With probability $1/8$, we stop after the first three coin tosses (if we get HHH).

With probability $3/16$, we will terminate after the first four coin tosses (we can get THHH, HTHH, HHTH).

It gets really messy for the rest of them, and so I don't think this approach is quite correct. Can anyone please help me solve this problem?

Answer 1

No need for infinite sums here, the answer is just $3\times E_1=6$. More broadly, the expected number for $n$ Heads is $2n$.

To see this, let $E_n$ be the expected number of tosses for $n$ Heads.
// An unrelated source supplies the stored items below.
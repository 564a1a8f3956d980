//! Exhaustive game-tree search.
//!
//! - `minimax`: full-depth minimax with uniform tie-breaking
//! - `stats`: per-search counters

pub mod minimax;
pub mod stats;

pub use minimax::Minimax;
pub use stats::SearchStats;
//! Record of a finished (or aborted) match.

use crate::core::{PlayerId, PlayerMap};
use crate::rules::GameResult;

/// A single move taken during a match.
#[derive(Clone, Debug, PartialEq)]
pub struct Turn<A> {
    /// The player who moved.
    pub player: PlayerId,

    /// The action applied.
    pub action: A,

    /// Seconds the agent spent choosing it.
    pub seconds: f64,
}

/// Everything recorded while playing one match.
#[derive(Clone, Debug)]
pub struct MatchReport<A> {
    /// Final result, `None` if play stopped before the game ended.
    pub result: Option<GameResult>,

    /// Moves in the order they were played.
    pub turns: Vec<Turn<A>>,

    /// Total decision time per player, in seconds.
    pub computation_time: PlayerMap<f64>,
}

impl<A> MatchReport<A> {
    pub(crate) fn new() -> Self {
        Self {
            result: None,
            turns: Vec::new(),
            computation_time: PlayerMap::with_value(0.0),
        }
    }

    pub(crate) fn push(&mut self, turn: Turn<A>) {
        self.computation_time[turn.player] += turn.seconds;
        self.turns.push(turn);
    }

    /// Number of moves applied.
    #[must_use]
    pub fn total_moves(&self) -> usize {
        self.turns.len()
    }

    /// Winner code: `1`, `-1`, or `0` for a draw or unfinished game.
    #[must_use]
    pub fn winner_code(&self) -> i8 {
        self.result.map_or(0, |result| result.code())
    }

    /// Moves made by one player.
    pub fn moves_by(&self, player: PlayerId) -> impl Iterator<Item = &Turn<A>> {
        self.turns.iter().filter(move |turn| turn.player == player)
    }
}
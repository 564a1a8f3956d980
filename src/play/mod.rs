//! Driving one game between two agents.
//!
//! `Match` alternates agents until the game ends and times each decision.
//! The result is a `MatchReport` with the move history and per-player
//! decision time.

mod report;
mod runner;

pub use report::{MatchReport, Turn};
pub use runner::Match;
//! Aggregate statistics over simulation records.

use log::info;
use rustc_hash::FxHashMap;

use crate::core::PlayerId;

use super::record::MatchRecord;

/// Running aggregates of starting numbers.
#[derive(Clone, Copy, Debug, PartialEq)]
pub struct InitialNumberStats {
    pub min: u32,
    pub max: u32,
    sum: u64,
    count: usize,
}

impl InitialNumberStats {
    fn new(value: u32) -> Self {
        Self {
            min: value,
            max: value,
            sum: u64::from(value),
            count: 1,
        }
    }

    fn add(&mut self, value: u32) {
        self.min = self.min.min(value);
        self.max = self.max.max(value);
        self.sum += u64::from(value);
        self.count += 1;
    }

    #[must_use]
    pub fn mean(&self) -> f64 {
        self.sum as f64 / self.count as f64
    }
}

/// Statistics for one (game, player 1 agent, player 2 agent) group.
#[derive(Clone, Debug, PartialEq)]
pub struct PairingSummary {
    pub game_type: String,
    pub player1_agent: String,
    pub player2_agent: String,
    pub games: usize,
    pub player1_wins: usize,
    pub player2_wins: usize,
    pub draws: usize,
    pub min_moves: usize,
    pub max_moves: usize,
    total_moves: usize,
    player1_time: f64,
    player2_time: f64,
    pub initial_numbers: Option<InitialNumberStats>,
}

impl PairingSummary {
    fn new(record: &MatchRecord) -> Self {
        Self {
            game_type: record.game_type.clone(),
            player1_agent: record.player1_agent.clone(),
            player2_agent: record.player2_agent.clone(),
            games: 0,
            player1_wins: 0,
            player2_wins: 0,
            draws: 0,
            min_moves: usize::MAX,
            max_moves: 0,
            total_moves: 0,
            player1_time: 0.0,
            player2_time: 0.0,
            initial_numbers: None,
        }
    }

    fn add(&mut self, record: &MatchRecord) {
        self.games += 1;
        match PlayerId::from_sign(record.winner) {
            Some(PlayerId::First) => self.player1_wins += 1,
            Some(PlayerId::Second) => self.player2_wins += 1,
            None => self.draws += 1,
        }
        self.min_moves = self.min_moves.min(record.total_moves);
        self.max_moves = self.max_moves.max(record.total_moves);
        self.total_moves += record.total_moves;
        self.player1_time += record.player1_computation_time;
        self.player2_time += record.player2_computation_time;
        if let Some(value) = record.initial_number {
            match &mut self.initial_numbers {
                Some(stats) => stats.add(value),
                None => self.initial_numbers = Some(InitialNumberStats::new(value)),
            }
        }
    }

    /// Share of games, in percent.
    #[must_use]
    pub fn percent(&self, count: usize) -> f64 {
        if self.games == 0 {
            0.0
        } else {
            count as f64 / self.games as f64 * 100.0
        }
    }

    #[must_use]
    pub fn mean_moves(&self) -> f64 {
        if self.games == 0 {
            0.0
        } else {
            self.total_moves as f64 / self.games as f64
        }
    }

    /// Mean seconds per game spent choosing moves by `player`.
    #[must_use]
    pub fn mean_time(&self, player: PlayerId) -> f64 {
        if self.games == 0 {
            return 0.0;
        }
        let total = match player {
            PlayerId::First => self.player1_time,
            PlayerId::Second => self.player2_time,
        };
        total / self.games as f64
    }

    fn log(&self) {
        info!(
            "{} vs {} ({} games):",
            self.player1_agent, self.player2_agent, self.games
        );
        if self.player1_wins > 0 {
            info!(
                "  Player 1 ({}) wins: {} ({:.1}%)",
                self.player1_agent,
                self.player1_wins,
                self.percent(self.player1_wins)
            );
        }
        if self.player2_wins > 0 {
            info!(
                "  Player 2 ({}) wins: {} ({:.1}%)",
                self.player2_agent,
                self.player2_wins,
                self.percent(self.player2_wins)
            );
        }
        if self.draws > 0 {
            info!("  Draws: {} ({:.1}%)", self.draws, self.percent(self.draws));
        }
        info!("  Average moves per game: {:.2}", self.mean_moves());
        info!("  Min/Max moves: {}/{}", self.min_moves, self.max_moves);
        info!(
            "  Avg computation time - Player 1: {:.4}s",
            self.mean_time(PlayerId::First)
        );
        info!(
            "  Avg computation time - Player 2: {:.4}s",
            self.mean_time(PlayerId::Second)
        );
        if let Some(initial) = &self.initial_numbers {
            info!("  Initial number range: {}-{}", initial.min, initial.max);
            info!("  Average initial number: {:.1}", initial.mean());
        }
    }
}

/// Per-pairing statistics, in order of first appearance.
#[derive(Clone, Debug, Default, PartialEq)]
pub struct Summary {
    pairings: Vec<PairingSummary>,
}

impl Summary {
    /// Group records by game and agent pairing.
    pub fn from_records(records: &[MatchRecord]) -> Self {
        let mut index: FxHashMap<(&str, &str, &str), usize> = FxHashMap::default();
        let mut pairings: Vec<PairingSummary> = Vec::new();

        for record in records {
            let key = (
                record.game_type.as_str(),
                record.player1_agent.as_str(),
                record.player2_agent.as_str(),
            );
            let slot = *index.entry(key).or_insert_with(|| {
                pairings.push(PairingSummary::new(record));
                pairings.len() - 1
            });
            pairings[slot].add(record);
        }

        Self { pairings }
    }

    #[must_use]
    pub fn pairings(&self) -> &[PairingSummary] {
        &self.pairings
    }

    /// Look up one group.
    #[must_use]
    pub fn get(&self, game_type: &str, player1: &str, player2: &str) -> Option<&PairingSummary> {
        self.pairings.iter().find(|p| {
            p.game_type == game_type && p.player1_agent == player1 && p.player2_agent == player2
        })
    }

    /// Total games across all groups.
    #[must_use]
    pub fn total_games(&self) -> usize {
        self.pairings.iter().map(|p| p.games).sum()
    }

    /// Log the summary at info level, grouped by game.
    pub fn log(&self) {
        info!("{}", "=".repeat(60));
        info!("SIMULATION SUMMARY STATISTICS");
        info!("{}", "=".repeat(60));

        let mut current_game: Option<&str> = None;
        for pairing in &self.pairings {
            if current_game != Some(pairing.game_type.as_str()) {
                info!("--- {} ---", pairing.game_type.to_uppercase());
                current_game = Some(pairing.game_type.as_str());
            }
            pairing.log();
        }
    }
}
We note that, to see $n$ Heads requires that you first see $n-1$, which you expect to take $E_{n-1}$ tosses. Then you need to see one more, which you expect to take $E_1$ tosses. Thus we have the recursion $$E_n=E_{n-1}+E_1$$

It follows, inductively, that $$E_n=n\times E_1$$

Since $E_1=2$ the claim follows.

For completeness, here is a proof that $E_1=2$:

Consider the first toss. Either it is $H$ or $T$. If it is $H$, you stop. If it is $T$ you restart (but you've added $1$ to the count). Thus $$E_1=\frac 12\times 1+\frac 12\times (E_1+1)\implies E_1=2$$

May be worth remarking that this gives another approach to the original question. Say we want to compute $E_n$. Then we consider one toss. Either it is $H$, in which case you want $E_{n-1}+1$ or it is $T$ in which case you want $E_n+1$. Thus $$E_n=\frac 12\times (E_{n-1}+1)+\frac 12\times (E_n+1)\implies E_n=E_{n-1}+2$$

Answer 2

Hint: After $n-1$ tosses we need to see $2$ heads and $n-1-2=n-3$ tails.

The probability for that is $\binom{n-1}{2}\cdot 0.5^2\cdot 0.5^{n-3}$. The last toss must be head. Thus the probability to get 3 heads after n tosses is

$$P(X=3)=\binom{n-1}{2}\cdot 0.5^2\cdot 0.5^{n-3}\cdot 0.5=\binom{n-1}{2}\cdot 0.5^n$$

Now calculate the expected value.

$$\mathbb E(X)=\sum_{n=3}^{\infty} n\cdot \binom{n-1}{2}\cdot 0.5^n$$

Remark

If you have problems to calculate the sum see the answer here $(k=3)$ from Arash.

Answer 3

Hint: Assume you get 3 heads in k turns , at last you always get head and in k-1 turns some where you get 2 heads. Expectation is

$$\sum_{k=3}^{\infty}\binom{k-1}{2}.{1 \over 2^k} .k$$